Maria José conta que chegou ao hospital por volta das 18 horas e só tomou a medicação para a crise de artrose às 12 horas do dia seguinte. “Só fui atendida no hospital perto das 10 horas da noite e aí me disseram que eles não tinham o remédio que eu precisava. Era quase meia-noite quando me colocaram em uma ambulância para Arapiraca e me levaram para a Unidade de Emergência, mas não me atenderam porque lá só cuidam de caso de trauma e não de doença, como era o meu caso”, relatou.
Depois de passar mais algumas horas de espera e sentindo dor, Maria José foi finalmente transferida para o Hospital Chama, onde tomou a medicação. “Fui liberada para voltar para casa meio-dia.
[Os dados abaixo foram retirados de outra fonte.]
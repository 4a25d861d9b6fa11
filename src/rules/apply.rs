//! Move application

use tracing::trace;

use crate::board::{Board, Player, Pos};
use crate::error::{ReversiError, Result};

use super::flips::flips_for;
use super::legal::Move;

/// Play `mov` for `player` on a copy of `board`.
///
/// The move must be one the move generator produces for this exact board and
/// player: a stale move (computed on another position) or one with altered
/// flips is rejected with [`ReversiError::IllegalMoveApplied`].
pub fn apply(board: &Board, mov: &Move, player: Player) -> Result<Board> {
    let size = board.size();
    if mov.pos.x as usize >= size || mov.pos.y as usize >= size {
        return Err(ReversiError::OutOfBounds {
            x: mov.pos.x as usize,
            y: mov.pos.y as usize,
            size,
        });
    }

    let expected = flips_for(board, mov.pos, player);
    if expected.is_empty() || expected != mov.flips {
        trace!(pos = %mov.pos, ?player, "rejected stale or illegal move");
        return Err(illegal(mov.pos, player));
    }

    Ok(apply_unchecked(board, mov, player))
}

/// Generate the flips for `pos` and play them in one step.
///
/// Entry point for coordinates coming from outside the engine (human input,
/// the AI's chosen square).
pub fn play(board: &Board, x: usize, y: usize, player: Player) -> Result<Board> {
    let pos = board.pos(x, y)?;
    let flips = flips_for(board, pos, player);
    if flips.is_empty() {
        trace!(%pos, ?player, "rejected illegal placement");
        return Err(illegal(pos, player));
    }
    Ok(apply_unchecked(board, &Move { pos, flips }, player))
}

/// Apply a move that was just generated for this board and player.
///
/// The search owns generation and application at each recursion level, so it
/// skips the re-validation done by [`apply`].
#[inline]
pub(crate) fn apply_unchecked(board: &Board, mov: &Move, player: Player) -> Board {
    let mut next = *board;
    next.place(mov.pos, player);
    next.flip(mov.flips, player);
    next
}

fn illegal(pos: Pos, player: Player) -> ReversiError {
    ReversiError::IllegalMoveApplied {
        x: pos.x as usize,
        y: pos.y as usize,
        player,
    }
}

#[cfg(test)]
mod tests {
    use super::*;
    use crate::board::Cell;
    use crate::rules::legal_moves;

    #[test]
    fn test_apply_opening_move() {
        let board = Board::new(8).unwrap();
        let mov = legal_moves(&board, Player::Black)[0];
        let next = apply(&board, &mov, Player::Black).unwrap();

        assert_eq!(next.get(Pos::new(3, 2)), Cell::Black);
        assert_eq!(next.get(Pos::new(3, 3)), Cell::Black);
        assert_eq!(next.count(Player::Black), 4);
        assert_eq!(next.count(Player::White), 1);
        // original untouched
        assert_eq!(board.count(Player::Black), 2);
    }

    #[test]
    fn test_apply_counts_match_flips() {
        let board = Board::from_rows(&[
            "B.B.B.",
            ".WWW..",
            "BW.WB.",
            ".WWW..",
            "B.B.B.",
            "......",
        ])
        .unwrap();

        for mov in legal_moves(&board, Player::Black) {
            let next = apply(&board, &mov, Player::Black).unwrap();
            assert_eq!(
                next.count(Player::Black),
                board.count(Player::Black) + 1 + mov.flip_count()
            );
            assert_eq!(
                next.count(Player::White),
                board.count(Player::White) - mov.flip_count()
            );
            assert_eq!(next.total(), board.total() + 1);
        }
    }

    #[test]
    fn test_apply_rejects_stale_move() {
        let board = Board::new(8).unwrap();
        let mov = legal_moves(&board, Player::Black)[0];
        let next = apply(&board, &mov, Player::Black).unwrap();

        // Same move again: the target is now occupied
        assert_eq!(
            apply(&next, &mov, Player::Black),
            Err(ReversiError::IllegalMoveApplied { x: 3, y: 2, player: Player::Black })
        );
    }

    #[test]
    fn test_apply_rejects_wrong_player() {
        let board = Board::new(8).unwrap();
        let mov = legal_moves(&board, Player::Black)[0];
        assert!(matches!(
            apply(&board, &mov, Player::White),
            Err(ReversiError::IllegalMoveApplied { .. })
        ));
    }

    #[test]
    fn test_apply_rejects_tampered_flips() {
        let board = Board::new(8).unwrap();
        let mut mov = legal_moves(&board, Player::Black)[0];
        mov.flips.set(Pos::new(4, 4).to_index(8));
        assert!(apply(&board, &mov, Player::Black).is_err());
    }

    #[test]
    fn test_play_by_coordinates() {
        let board = Board::new(8).unwrap();
        let next = play(&board, 5, 4, Player::Black).unwrap();
        assert_eq!(next.get(Pos::new(4, 4)), Cell::Black);
        assert_eq!(next.count(Player::Black), 4);

        assert!(matches!(
            play(&board, 0, 0, Player::Black),
            Err(ReversiError::IllegalMoveApplied { .. })
        ));
        assert_eq!(
            play(&board, 8, 0, Player::Black),
            Err(ReversiError::OutOfBounds { x: 8, y: 0, size: 8 })
        );
    }
}
//! Alpha-Beta minimax with iterative deepening
//!
//! This module implements the core search algorithm for the reversi AI.
//!
//! # Features
//!
//! - Minimax with an explicit maximizing flag and alpha-beta cutoffs
//! - Iterative deepening bounded by wall-clock time, checked once per
//!   completed iteration
//! - Copy-per-branch: every child position is its own `Board` value
//! - Moves are searched in generator order; ties go to the first move found
//!
//! # Example
//!
//! ```
//! use std::time::Duration;
//! use reversi::board::{Board, Player};
//! use reversi::eval::EvaluationTable;
//! use reversi::search::{SearchOptions, Searcher};
//!
//! let board = Board::new(8).unwrap();
//! let table = EvaluationTable::classic(8).unwrap();
//! let mut searcher = Searcher::with_options(SearchOptions::default().with_max_depth(3));
//!
//! let result = searcher
//!     .choose_best_move(&board, Player::Black, Duration::from_millis(100), &table)
//!     .unwrap();
//! println!("Best move: {}", result.best_move);
//! ```

use std::time::{Duration, Instant};

use tracing::{debug, info, instrument, warn};

use crate::board::{Board, Player, Pos};
use crate::error::{ReversiError, Result};
use crate::eval::{heuristic, EvaluationTable};
use crate::rules::{apply_unchecked, has_any_legal_move, legal_moves, Move};

use super::options::{PassRule, Retention, SearchOptions};

/// Infinity score for alpha-beta bounds. Well beyond any table sum and safe
/// to negate.
pub const INF: i32 = 1_000_000_000;

/// Search statistics for diagnostics and tuning.
#[derive(Debug, Clone, Default, PartialEq, Eq)]
pub struct SearchStats {
    /// Nodes visited, root children included
    pub nodes: u64,
    /// Nodes scored by the static evaluator
    pub leaves: u64,
    /// Sibling loops stopped by `beta <= alpha`
    pub beta_cutoffs: u64,
    /// Cutoffs on the first move tried (measures move ordering quality)
    pub first_move_cutoffs: u64,
}

impl SearchStats {
    /// First-move cutoff rate in percent
    pub fn first_move_rate(&self) -> f64 {
        if self.beta_cutoffs == 0 {
            0.0
        } else {
            self.first_move_cutoffs as f64 / self.beta_cutoffs as f64 * 100.0
        }
    }
}

/// Search result containing the chosen move and associated statistics.
#[derive(Debug, Clone)]
pub struct SearchResult {
    pub best_move: Pos,
    /// Score of `best_move` from the mover's perspective
    pub score: i32,
    /// Deepest completed iteration
    pub depth: u8,
    pub elapsed: Duration,
    pub stats: SearchStats,
}

/// Single-threaded alpha-beta searcher.
///
/// Holds only options and per-search statistics; positions and tables are
/// passed into every call.
#[derive(Debug, Clone, Default)]
pub struct Searcher {
    options: SearchOptions,
    stats: SearchStats,
}

impl Searcher {
    #[must_use]
    pub fn new() -> Self {
        Self::default()
    }

    #[must_use]
    pub fn with_options(options: SearchOptions) -> Self {
        Self {
            options,
            stats: SearchStats::default(),
        }
    }

    pub fn options(&self) -> &SearchOptions {
        &self.options
    }

    pub fn set_options(&mut self, options: SearchOptions) {
        self.options = options;
    }

    /// Statistics of the most recent search
    pub fn stats(&self) -> &SearchStats {
        &self.stats
    }

    /// Minimax value of `board` searched `depth` plies deep.
    ///
    /// Scores are always from `player`'s perspective; `maximizing` says whether
    /// `player` (true) or `opponent` (false) is to move at this node. The
    /// result equals plain minimax for any window that contains it.
    ///
    /// # Errors
    ///
    /// [`ReversiError::TableSizeMismatch`] when `table` does not fit `board`.
    #[allow(clippy::too_many_arguments)]
    pub fn minimax(
        &mut self,
        board: &Board,
        depth: u8,
        alpha: i32,
        beta: i32,
        maximizing: bool,
        player: Player,
        opponent: Player,
        table: &EvaluationTable,
    ) -> Result<i32> {
        check_table(board, table)?;
        Ok(self.alphabeta(board, depth, alpha, beta, maximizing, player, opponent, table))
    }

    #[allow(clippy::too_many_arguments)]
    fn alphabeta(
        &mut self,
        board: &Board,
        depth: u8,
        mut alpha: i32,
        mut beta: i32,
        maximizing: bool,
        player: Player,
        opponent: Player,
        table: &EvaluationTable,
    ) -> i32 {
        self.stats.nodes += 1;

        if depth == 0 {
            return self.leaf(board, player, table);
        }

        let mover = if maximizing { player } else { opponent };
        let moves = legal_moves(board, mover);

        if moves.is_empty() {
            // Neither side can move: game over
            if !has_any_legal_move(board, if maximizing { opponent } else { player }) {
                return self.leaf(board, player, table);
            }
            return match self.options.pass_rule {
                PassRule::Leaf => self.leaf(board, player, table),
                PassRule::Continue => {
                    self.alphabeta(board, depth, alpha, beta, !maximizing, player, opponent, table)
                }
            };
        }

        if maximizing {
            let mut value = -INF;
            for (i, mov) in moves.iter().enumerate() {
                let child = apply_unchecked(board, mov, mover);
                let score =
                    self.alphabeta(&child, depth - 1, alpha, beta, false, player, opponent, table);
                value = value.max(score);
                alpha = alpha.max(value);
                if beta <= alpha {
                    self.record_cutoff(i);
                    break;
                }
            }
            value
        } else {
            let mut value = INF;
            for (i, mov) in moves.iter().enumerate() {
                let child = apply_unchecked(board, mov, mover);
                let score =
                    self.alphabeta(&child, depth - 1, alpha, beta, true, player, opponent, table);
                value = value.min(score);
                beta = beta.min(value);
                if beta <= alpha {
                    self.record_cutoff(i);
                    break;
                }
            }
            value
        }
    }

    /// Pick a move for `player` by iterative deepening.
    ///
    /// Depth 1 always runs to completion, so even a zero budget yields a legal
    /// move. The clock is read only between iterations: an iteration that has
    /// started always finishes, which can overrun the budget.
    ///
    /// # Errors
    ///
    /// [`ReversiError::NoLegalMove`] when `player` cannot move; the caller
    /// handles the pass.
    #[instrument(
        skip(self, board, table),
        fields(size = board.size(), budget_ms = time_budget.as_millis() as u64)
    )]
    pub fn choose_best_move(
        &mut self,
        board: &Board,
        player: Player,
        time_budget: Duration,
        table: &EvaluationTable,
    ) -> Result<SearchResult> {
        let start = Instant::now();
        self.stats = SearchStats::default();
        check_table(board, table)?;

        let moves = legal_moves(board, player);
        if moves.is_empty() {
            return Err(ReversiError::NoLegalMove(player));
        }

        let max_depth = self.options.max_depth.unwrap_or(u8::MAX).max(1);
        // Every ply that consumes depth fills a cell, so iterations past the
        // number of empty cells see the same tree.
        #[allow(clippy::cast_possible_truncation)]
        let horizon = board.empties().clamp(1, u32::from(u8::MAX)) as u8;

        let mut best: Option<(Pos, i32)> = None;
        let mut depth = 1u8;
        loop {
            let (iter_move, iter_score) = self.search_root(board, &moves, player, depth, table);

            best = match (self.options.retention, best) {
                (Retention::RunWide, Some((pos, score))) if iter_score <= score => {
                    Some((pos, score))
                }
                _ => Some((iter_move, iter_score)),
            };

            let elapsed = start.elapsed();
            debug!(
                depth,
                best = %iter_move,
                score = iter_score,
                nodes = self.stats.nodes,
                elapsed_ms = elapsed.as_millis() as u64,
                "iteration complete"
            );

            if elapsed >= time_budget || depth >= max_depth || depth >= horizon {
                break;
            }
            depth += 1;
        }

        let elapsed = start.elapsed();
        if !time_budget.is_zero() && elapsed > time_budget * 2 {
            warn!(
                elapsed_ms = elapsed.as_millis() as u64,
                depth, "last iteration overran the time budget"
            );
        }

        // `best` is set by the first iteration, and there is at least one move
        let (best_move, score) = best.unwrap_or((moves[0].pos, -INF));
        info!(
            %best_move,
            score,
            depth,
            nodes = self.stats.nodes,
            first_move_rate = self.stats.first_move_rate(),
            "move chosen"
        );

        Ok(SearchResult {
            best_move,
            score,
            depth,
            elapsed,
            stats: self.stats.clone(),
        })
    }

    /// One full iteration: score every root move at `depth`.
    ///
    /// Returns the first move with the highest score. Each root move is scored
    /// with the opponent minimizing; the running best is passed down as alpha,
    /// which keeps the scores of moves that could improve on it exact.
    fn search_root(
        &mut self,
        board: &Board,
        moves: &[Move],
        player: Player,
        depth: u8,
        table: &EvaluationTable,
    ) -> (Pos, i32) {
        let opponent = player.opponent();
        let mut best_move = moves[0].pos;
        let mut best_score = -INF;

        for mov in moves {
            let child = apply_unchecked(board, mov, player);
            let score = self.alphabeta(
                &child,
                depth - 1,
                best_score,
                INF,
                false,
                player,
                opponent,
                table,
            );
            if score > best_score {
                best_score = score;
                best_move = mov.pos;
            }
        }

        (best_move, best_score)
    }

    /// Run a single iteration at `depth` outside the deepening loop.
    pub fn search_depth(
        &mut self,
        board: &Board,
        player: Player,
        depth: u8,
        table: &EvaluationTable,
    ) -> Result<(Pos, i32)> {
        check_table(board, table)?;
        let moves = legal_moves(board, player);
        if moves.is_empty() {
            return Err(ReversiError::NoLegalMove(player));
        }
        Ok(self.search_root(board, &moves, player, depth.max(1), table))
    }

    #[inline]
    fn leaf(&mut self, board: &Board, player: Player, table: &EvaluationTable) -> i32 {
        self.stats.leaves += 1;
        heuristic::score(board, player, table)
    }

    #[inline]
    fn record_cutoff(&mut self, move_index: usize) {
        self.stats.beta_cutoffs += 1;
        if move_index == 0 {
            self.stats.first_move_cutoffs += 1;
        }
    }
}

fn check_table(board: &Board, table: &EvaluationTable) -> Result<()> {
    if board.size() != table.size() {
        return Err(ReversiError::TableSizeMismatch {
            table: table.size(),
            board: board.size(),
        });
    }
    Ok(())
}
Se tivesse o remédio no hospital de Santana (onde havia chegado 18 horas antes) e se eles tivessem me atendido rápido, na noite anterior estava em casa”, declarou.
O OUTRO LADO
O diretor do Instituto Pernambucano de Assistência à Saúde (Ipas), Marco Calderon, que administra o Hospital Clodolfo Rodrigues, explica que a quantidade de transferências de pacientes para outras unidades hospitalares é pequena em relação aos atendimentos realizados. Segundo ele, o hospital atende cerca de dez mil pessoas por mês, metade em casos de emergência e o restante no atendimento ambulatorial. Já a quantidade de transferências, para a Unidade de Emergência do Agreste e para o Hospital Geral do Estado (HGE), é menor que duzentas.
“Todos os meses, a quantidade de transferências fica em torno de 180 e eu tenho, no meu gabinete, relatórios com a justificativa para cada um desses casos. Não existe recusa de atendimento ou preguiça, até porque atendemos uma região com cerca de 520 mil habitantes de quase 30 municípios do Sertão, e ainda pacientes que vêm de cidades de Pernambuco e de Sergipe, que fazem divisa com Alagoas. Temos UTI, atendimento ginecológico e obstétrico, e somos referência em cirurgia buco-maxilo facial”, afirmou.
Calderon justifica que as transferências acontecem porque o Clodolfo Rodrigues não dispõe de médicos com especialidade em cardiologia e neurologia no quadro de profissionais. “Mas fazemos muito com os recursos que recebemos. Enquanto a Unidade de Emergência chega a receber R$ 8 milhões por mês, o repasse do Clodolfo Rodrigues é pouco mais que um terço desse valor. Nosso contrato não sofre reajuste desde 2010, quando o hospital abriu as portas, e nós temos uma UCI (Unidade de Cuidados Intensivos) funcionando desde março, mas não recebemos recurso nenhum para ela”, declarou.
Os repasses do Clodolfo Rodrigues são de R$ 517 mil da União, R$ 220 mil da prefeitura e ainda pouco mais de R$ 1,4 milhão provenientes do governo estadual. O total de R$ 3,1 milhões mantém uma estrutura com 600 funcionários, entre eles 80 médicos, 166 leitos, UTI adulto, UCI, consultas ambulatoriais e exames de média e alta complexidades.
Em relação ao esgoto do hospital que corre pelas ruas do bairro Santa Rita, Marco Calderon afirma que denúncias já foram levadas às esferas da Vigilância Sanitária municipal e estadual, e que o Hospital Clodolfo Rodrigues não pode fazer mais do que já faz atualmente.
“Por mais que isso possa soar estranho, o esgoto não é um problema nosso. A Casal firmou um convênio com a prefeitura se comprometendo em ligar o hospital à rede de esgoto, mas essa obra sequer foi iniciada. Da nossa parte, caminhões fazem o desgotamento da fossa, diariamente, mas, como se pode ver, isso ainda é insuficiente. Gastamos R$ 11 mil por mês com um serviço que a Casal deveria fazer”, argumentou.